Section 8 DISCLOSURE

The Securityholder hereby consents to the details of this Agreement being publicly disclosed, including in any press release, early warning report or other disclosure document filed by the Company or the Purchaser on SEDAR+ in accordance with applicable securities laws to the extent required thereunder. Except as contemplated by the immediately preceding sentence and as otherwise required by applicable law or by any Governmental Entity or in accordance with the requirements of any stock exchange, no party shall make any public announcement or statement with respect to this Agreement without the approval of the other, which shall not be unreasonably withheld or delayed. A copy of this Agreement shall be provided to the Company.

Section 9 GENERAL

  • (1) If the Securityholder or any of its securityholders, directors, officers or affiliates is an officer or director of the Company, nothing herein shall restrict, affect or limit any actions such Person may take in his or her capacity as an officer or director of the Company or limit or restrict in

  • 8 -

any way the exercise of such Person’s fiduciary duties as an officer or director of the Company including, without limitation, responding in such Person’s capacity as an officer or director of the Company to an Acquisition Proposal in accordance, and subject to compliance, with the terms and conditions of the Arrangement Agreement, or taking any action that is otherwise permitted by, or done in compliance with, the Arrangement Agreement, in his or her capacity as a director or officer of the Company. The Purchaser hereby acknowledges and agrees that the Securityholder is executing this Agreement solely in the Securityholder’s capacity as a securityholder of the Company and is not making any agreement or understanding herein in any capacity other than in its capacity as a securityholder of the Company.

  • (2) Nothing contained in this Agreement shall be deemed to vest in the Purchaser any direct or indirect ownership or incidence of ownership of or with respect to the Subject Securities. All rights and all ownership and economic benefits of and relating to the Subject Securities shall remain vested in and belong to the Securityholder, and nothing herein shall, or shall be construed to, grant the Purchaser any power, sole or shared, to direct or control the voting or disposition of any such Subject Securities.

  • (3) Each of the parties hereto shall, from time-to-time hereafter and upon any reasonable request of the other, promptly do, execute, deliver or cause to be done, executed and delivered, all further acts, documents and things as may be required or necessary for the purposes of giving effect to this Agreement.

  • (4) Time is of the essence in this Agreement.

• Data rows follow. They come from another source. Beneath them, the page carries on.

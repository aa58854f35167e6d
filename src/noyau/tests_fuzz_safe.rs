//! Tests fuzz safe : robustesse + déterminisme + limites contrôlées.
//!
//! But : marteler le pipeline sans brûler la machine.
//! - RNG déterministe (seed fixe)
//! - profondeur bornée (un seul opérateur par parenthèse : la lecture gauche -> droite
//!   donne alors le même arbre que l’écriture)
//! - budget temps global
//! - seule erreur acceptée : division par zéro
//! - invariants : réécriture du calcul, aller-retour JSON, éléments neutres

use std::time::{Duration, Instant};

use super::error::CalcError;
use super::eval::create_if_valid;
use super::json::from_json;
use super::operand::Operand;
use super::scan::TokenScan;

/* ------------------------ RNG déterministe minimal ------------------------ */

#[derive(Clone)]
struct Rng {
    state: u64,
}
impl Rng {
    fn new(seed: u64) -> Self {
        Self { state: seed }
    }
    fn next_u32(&mut self) -> u32 {
        // LCG simple (déterministe)
        self.state = self.state.wrapping_mul(6364136223846793005).wrapping_add(1);
        (self.state >> 32) as u32
    }
    fn pick(&mut self, n: u32) -> u32 {
        if n == 0 {
            0
        } else {
            self.next_u32() % n
        }
    }
    fn coin(&mut self) -> bool {
        (self.next_u32() & 1) == 1
    }
}

/* ------------------------ Budget anti-gel ------------------------ */

fn budget(start: Instant, max: Duration) {
    if start.elapsed() > max {
        panic!("budget temps dépassé: {:?}", max);
    }
}

/* ------------------------ Génération d’expressions (bornée) ------------------------ */

const LITTERAUX: &[&str] = &[
    "0", "1", "2", "3", "7", "12", ".5", "0.25", "2.75", "120", ".972322", "0.3r", "1.2r", "0.1(6)", "1.1(23)",
    "0.1[23]r", "46.53r",
];

fn gen_atom(rng: &mut Rng) -> String {
    let lit = LITTERAUX[rng.pick(LITTERAUX.len() as u32) as usize];
    // négatif : jamais sur zéro ("-0" n’a rien d’intéressant)
    if lit != "0" && rng.pick(4) == 0 {
        format!("-{lit}")
    } else {
        lit.to_string()
    }
}

fn gen_op(rng: &mut Rng) -> &'static str {
    match rng.pick(6) {
        0 => "+",
        1 => "-",
        2 => "*",
        3 => "x",
        4 => "/",
        _ => "%",
    }
}

fn gen_blanc(rng: &mut Rng) -> &'static str {
    match rng.pick(4) {
        0 => "",
        1 => " ",
        2 => "\t",
        _ => " \n ",
    }
}

fn gen_expr(rng: &mut Rng, depth: usize) -> String {
    if depth == 0 || rng.pick(4) == 0 {
        return gen_atom(rng);
    }

    let a = gen_expr(rng, depth - 1);
    let b = gen_expr(rng, depth - 1);
    let op = gen_op(rng);
    let (w1, w2) = (gen_blanc(rng), gen_blanc(rng));

    if rng.coin() {
        format!("({a}{w1}{op}{w2}{b})")
    } else {
        // groupe gauche seulement : toujours un seul opérateur par niveau
        format!("({a}){w1}{op}{w2}({b})")
    }
}

/* ------------------------ Helpers ------------------------ */

fn is_erreur_attendue(err: &CalcError) -> bool {
    matches!(err, CalcError::DivisionByZero { .. })
}

/// (valeur, montant) ou l’erreur attendue.
fn evalue(op: &Operand) -> Result<(String, String), CalcError> {
    Ok((op.to_value_string()?, op.to_amount_string()?))
}

/* ------------------------ Helper somme balancée anti pile ------------------------ */

fn somme_balancee(terme: &str, n: usize) -> String {
    let mut items: Vec<String> = (0..n).map(|_| terme.to_string()).collect();
    while items.len() > 1 {
        let mut next = Vec::new();
        let mut i = 0;
        while i < items.len() {
            if i + 1 < items.len() {
                next.push(format!("({}+{})", items[i], items[i + 1]));
                i += 2;
            } else {
                next.push(items[i].clone());
                i += 1;
            }
        }
        items = next;
    }
    items.pop().unwrap_or_else(|| "0".to_string())
}

/* ------------------------ Tests ------------------------ */

#[test]
fn fuzz_safe_reecriture_et_json() {
    let t0 = Instant::now();
    let max = Duration::from_secs(3);

    let mut rng = Rng::new(0xC0FFEE_u64);

    let mut seen_ok = 0usize;
    let mut seen_err = 0usize;

    for _ in 0..150 {
        budget(t0, max);

        let expr = gen_expr(&mut rng, 3);
        let op = create_if_valid(&expr).unwrap_or_else(|e| panic!("expr={expr:?} non valide: {e}"));

        match evalue(&op) {
            Ok((valeur, _montant)) => {
                // 1) l’écriture du calcul se relit en la même valeur
                let relu = TokenScan::new(op.to_string_calculation());
                assert_eq!(
                    relu.parsed().and_then(|o| o.to_value_string()),
                    Ok(valeur.clone()),
                    "expr={expr:?} réécrit={:?}",
                    op.to_string_calculation()
                );

                // 2) aller-retour JSON : même valeur exacte
                let json = op.to_json().unwrap_or_else(|e| panic!("expr={expr:?} json: {e}"));
                let back = from_json(&json).unwrap_or_else(|e| panic!("expr={expr:?} from_json: {e}"));
                assert_eq!(back.to_value_string(), Ok(valeur), "expr={expr:?} json={json:?}");

                // 3) éléments neutres : le receveur lui-même (0 + 0 renvoie l’argument)
                if !op.is_zero().unwrap() {
                    assert!(op.plus(0).unwrap().ptr_eq(&op), "expr={expr:?}");
                }
                assert!(op.times(1).unwrap().ptr_eq(&op), "expr={expr:?}");

                seen_ok += 1;
            }
            Err(e) => {
                assert!(is_erreur_attendue(&e), "erreur non attendue: expr={expr:?} err={e}");
                seen_err += 1;
            }
        }
    }

    // On veut voir un mix des deux, sinon le fuzz ne “balaye” rien.
    assert!(seen_ok > 50, "trop peu de succès: {seen_ok}");
    assert!(seen_err > 0, "aucune erreur vue: fuzz trop “sage”");
}

#[test]
fn fuzz_safe_determinisme() {
    let t0 = Instant::now();
    let max = Duration::from_secs(2);

    let tour = || {
        let mut rng = Rng::new(0xBADC0DE_u64);
        (0..60)
            .map(|_| {
                budget(t0, max);
                let expr = gen_expr(&mut rng, 2);
                let r = create_if_valid(&expr).map_err(|e| e.reason).and_then(|op| evalue(&op));
                (expr, r)
            })
            .collect::<Vec<_>>()
    };

    assert_eq!(tour(), tour());
}

#[test]
fn fuzz_safe_somme_balancee_anti_pile() {
    let t0 = Instant::now();
    let max = Duration::from_secs(2);

    let expr = somme_balancee("(1/2)", 800);
    let op = create_if_valid(&expr).unwrap_or_else(|e| panic!("err: {e}"));
    budget(t0, max);

    // 800*(1/2) = 400
    assert_eq!(op.to_value_string().unwrap(), "400");
    budget(t0, max);
}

  • (5) This Agreement, including the schedules hereto and the provisions of the Arrangement Agreement incorporated herein by reference constitutes the entire agreement and understanding between the parties with respect to the transactions contemplated by this Agreement and supersedes all prior agreements, understandings, negotiations and discussions, whether oral or written, of the parties. There are no representations, warranties, covenants, conditions or other agreements, express or implied, collateral, statutory or otherwise, between the parties in connection with the subject matter of this Agreement, except as specifically set forth in this Agreement. The parties have not relied and are not relying on any other information, discussion or understanding in entering into and completing the transactions contemplated by this Agreement.

  • (6) This Agreement shall be binding upon and shall enure to the benefit of and be enforceable by each of the parties hereto and their respective successors and permitted assigns, provided that neither party may assign, delegate or otherwise transfer any of its rights, interests or obligations under this Agreement without the prior written consent of the other party hereto, except that the Securityholder may assign, delegate or otherwise transfer any of its rights, interests or obligations under this Agreement in order to give effect to a transfer contemplated by Section 2(3) of this Agreement.

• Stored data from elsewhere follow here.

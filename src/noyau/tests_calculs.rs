//! Tests de campagne : textes libres -> arbre -> valeur exacte.
//!
//! - chaque texte est rejoué avec d’autres blancs (tabulations, sauts de ligne, aucun)
//! - les textes refusés le sont quelle que soit la voie (scan direct, entrée tolérante)
//! - les capacités (abs, compare, max, opérations différées...) sur des scans
//! - budget temps global, comme pour le fuzz

use std::time::{Duration, Instant};

use super::error::CalcError;
use super::eval::create_if_valid;
use super::number::Number;
use super::operand::{Operand, OperandKind, Operation};
use super::scan::TokenScan;

/// Budget global anti-gel.
fn budget(start: Instant, max: Duration) {
    if start.elapsed() > max {
        panic!("budget temps dépassé: {:?}", max);
    }
}

/// Le texte tel quel, sans blancs, et avec des blancs "exotiques".
fn variantes(text: &str) -> Vec<String> {
    let mut out = vec![text.to_string()];
    if text.contains(' ') {
        out.push(text.replace(' ', ""));
        out.push(text.replace(' ', "\t"));
        out.push(text.replace(' ', " \n\t "));
    }
    out
}

fn scan_ok(text: &str) -> Operand {
    let scan = TokenScan::new(text);
    assert!(scan.is_valid(), "scan non valide : {text:?}");
    scan.parsed().unwrap_or_else(|e| panic!("{text:?} : {e}"))
}

/* ------------------------ Textes -> valeurs ------------------------ */

const CALCULS: &[(&str, &str)] = &[
    ("1.1(23) + 1", "2.1(23)"),
    ("1.1(23) + 1 + 2", "4.1(23)"),
    ("1.1(23) + 1 * 2", "4.2(46)"),
    ("1.1(23) + (1 * 2)", "3.1(23)"),
    ("(1.1(23) + 1) * 2", "4.2(46)"),
    ("1 + 2 * 3 / 4 % 5 - 6 + 7 * 8 / 9", "2.(8)"),
    (".1 - .2 + .3 * .4 / .5", "0.16"),
    ("3 x 5 % 9", "6"),
    ("1 + (2/3)", "1.(6)"),
    ("1 + 2", "3"),
    ("( ( 46.53r ) x ( 3 ) ) - ( 0 )", "139.6"),
    ("(((120 * .972322) * 3)+((120 * 1) * 1))/3", "156.67864"),
    ("(((120*.972322) * 3)+120)/3", "156.67864"),
    ("15+5.84583r+25.6875", "46.5(3)"),
];

#[test]
fn camp_calculs_et_blancs() {
    let start = Instant::now();
    let max = Duration::from_secs(5);

    for (text, attendu) in CALCULS {
        for v in variantes(text) {
            budget(start, max);

            let op = scan_ok(&v);
            assert_eq!(op.kind(), OperandKind::Calculation, "text={v:?}");
            assert_eq!(op.to_value_string().unwrap(), *attendu, "text={v:?}");

            // l’entrée tolérante arrive au même résultat
            let tol = create_if_valid(&v).unwrap_or_else(|e| panic!("{v:?} : {e}"));
            assert_eq!(tol.to_value_string().unwrap(), *attendu, "text={v:?}");
        }
    }
}

#[test]
fn camp_valeur_memorisee_egale_resolution_fraiche() {
    for (text, attendu) in CALCULS {
        let op = scan_ok(text);
        let premiere = op.to_value_string().unwrap();
        let seconde = op.to_value_string().unwrap();
        assert_eq!(premiere, seconde, "text={text:?}");

        op.dispose();
        let fraiche = op.resolve().unwrap().to_string();
        assert_eq!(premiere, fraiche, "text={text:?}");
        assert_eq!(fraiche, *attendu, "text={text:?}");
    }
}

#[test]
fn camp_blancs_pathologiques() {
    let text = "((((120 \t\t\t   \t*\t\t \t\t  \t.972322)\t \t\t \t* \t  \t3)+((120\t  \t  *\t\t\t\t 1)\t\t\t *\t\t\t\t\t1))/3)";
    assert_eq!(scan_ok(text).to_value_string().unwrap(), "156.67864");
}

#[test]
fn camp_valeurs_seules() {
    let one = scan_ok("1");
    assert!(matches!(&one, Operand::Number(n) if n.ptr_eq(&Number::one())));

    assert_eq!(scan_ok("1.2r").to_value_string().unwrap(), "1.(2)");
    for v in ["1.1(23)", "1.1[23]", "1.1(23)r", "1.1[23]r"] {
        let op = scan_ok(v);
        assert_eq!(op.kind(), OperandKind::Number(super::number::NumberKind::Rational), "v={v:?}");
        assert_eq!(op.to_value_string().unwrap(), "1.1(23)", "v={v:?}");
    }
}

#[test]
fn camp_types_resolus() {
    assert_eq!(scan_ok("1 + 2").resolve_type().unwrap(), "amount_string + amount_string");
    assert_eq!(scan_ok("1.1(23) + 1").resolve_type().unwrap(), "rational + amount_string");
    assert_eq!(scan_ok("1 + (2/3)").resolve_type().unwrap(), "amount_string + calculation");
    assert_eq!(scan_ok("3 x 5 % 9").resolve_type().unwrap(), "calculation % amount_string");
    assert_eq!(scan_ok("(1 + 2) / 3").resolve_type().unwrap(), "calculation / amount_string");
}

/* ------------------------ Textes refusés ------------------------ */

#[test]
fn camp_refus() {
    for text in ["", "()", "( )", "(\t)", "11 * ()"] {
        let scan = TokenScan::new(text);
        assert!(!scan.is_valid(), "text={text:?}");
        assert!(
            matches!(scan.parsed(), Err(CalcError::Scan(_) | CalcError::Parse(_))),
            "text={text:?}"
        );
        assert!(create_if_valid(text).is_err(), "text={text:?}");
    }
}

/* ------------------------ Capacités sur scans ------------------------ */

fn s(text: &str) -> Operand {
    Operand::Scan(TokenScan::new(text))
}

#[test]
fn camp_capacites() {
    assert_eq!(s("-1").abs().unwrap().to_value_string().unwrap(), "1");
    assert_eq!(s("1").compare(Number::one()).unwrap(), std::cmp::Ordering::Equal);
    assert_eq!(s("2 * 3").divide(4).unwrap().to_value_string().unwrap(), "1.5");
    assert_eq!(
        s("2 * 3").do_math_then_dispose(Operation::Divide, 4).unwrap().to_value_string().unwrap(),
        "1.5"
    );
    assert!(!s("-1").is_greater_than(Number::zero()).unwrap());
    assert!(s("-1").is_less_than(Number::zero()).unwrap());
    assert!(s("1+2/3").is_one().unwrap());
    assert!(s("1").is_one().unwrap());
    assert!(!s("1+2/3").is_zero().unwrap());
    assert!(s("0").is_zero().unwrap());
    assert_eq!(s("2 * 3").max([1, 2]).unwrap().to_value_string().unwrap(), "6");
    assert_eq!(s("-1").minus(1).unwrap().to_value_string().unwrap(), "-2");
    assert_eq!(s("-1").minus(-1).unwrap().to_value_string().unwrap(), "0");
    assert_eq!(s("4/3").modulo(1).unwrap().to_value_string().unwrap(), "0.(3)");
    assert_eq!(s("-1").plus(1).unwrap().to_value_string().unwrap(), "0");
    assert_eq!(s("1+2/3").resolve().unwrap().to_string(), "1");
    assert_eq!(s("-1").times(2).unwrap().to_value_string().unwrap(), "-2");
    assert_eq!(s("4/3").to_amount_string().unwrap(), "1.333334");
    assert_eq!(s("4/3").to_decimal().unwrap().to_string(), "1.33333333333333333333");
    assert_eq!(s("1+2/-3").to_value_string().unwrap(), "-1");
}

#[test]
fn camp_texte_conserve() {
    for text in ["1+2/3", "1 + 2 / 3", "1+ 2 / 3"] {
        assert_eq!(s(text).to_string_calculation(), text);
    }
    let parsed = Operand::Calculation(match scan_ok("1+2/3") {
        Operand::Calculation(c) => c,
        other => panic!("calcul attendu, obtenu {other:?}"),
    });
    assert_eq!(parsed.to_string_calculation(), "(1 + 2) / 3");
}

#[test]
fn camp_max_heterogene() {
    let one = Operand::Number(Number::one());
    let third = num_rational::BigRational::new(3.into(), 4.into());
    let best = one
        .max([
            super::operand::MathValue::from(2),
            super::operand::MathValue::from(third),
            super::operand::MathValue::from("5.6r"),
            super::operand::MathValue::from(TokenScan::new("7 - 8 * 9")),
        ])
        .unwrap();
    assert_eq!(best.to_value_string().unwrap(), "5.(6)");
}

  • (7) This Agreement shall be interpreted and enforced in accordance with, and the respective rights and obligations of the parties shall be governed by, the laws of the Province of Ontario and the federal laws of Canada applicable therein. Each of the parties irrevocably and unconditionally (i) submits to the non-exclusive jurisdiction of the courts of the Province of Ontario situated in the City of Toronto over any action or proceeding arising out of or relating to this Agreement, (ii) waives any objection that it might otherwise be entitled to assert to the jurisdiction of such courts, and (iii) agrees not to assert that such courts are not a convenient forum for the determination of any such action or proceeding.

  • 9 -

  • (8) Each of the parties hereto agrees with the others that (i) money damages would not be a sufficient remedy for any breach of this Agreement by any of the parties, (ii) in addition to any other remedies at law or in equity that a party may have, such party shall be entitled to seek equitable relief, including injunction and specific performance, in the event of any breach of the provisions of this Agreement, and (iii) any party that is a defendant or respondent shall waive any requirement for the securing or posting of any bond in connection with such remedy.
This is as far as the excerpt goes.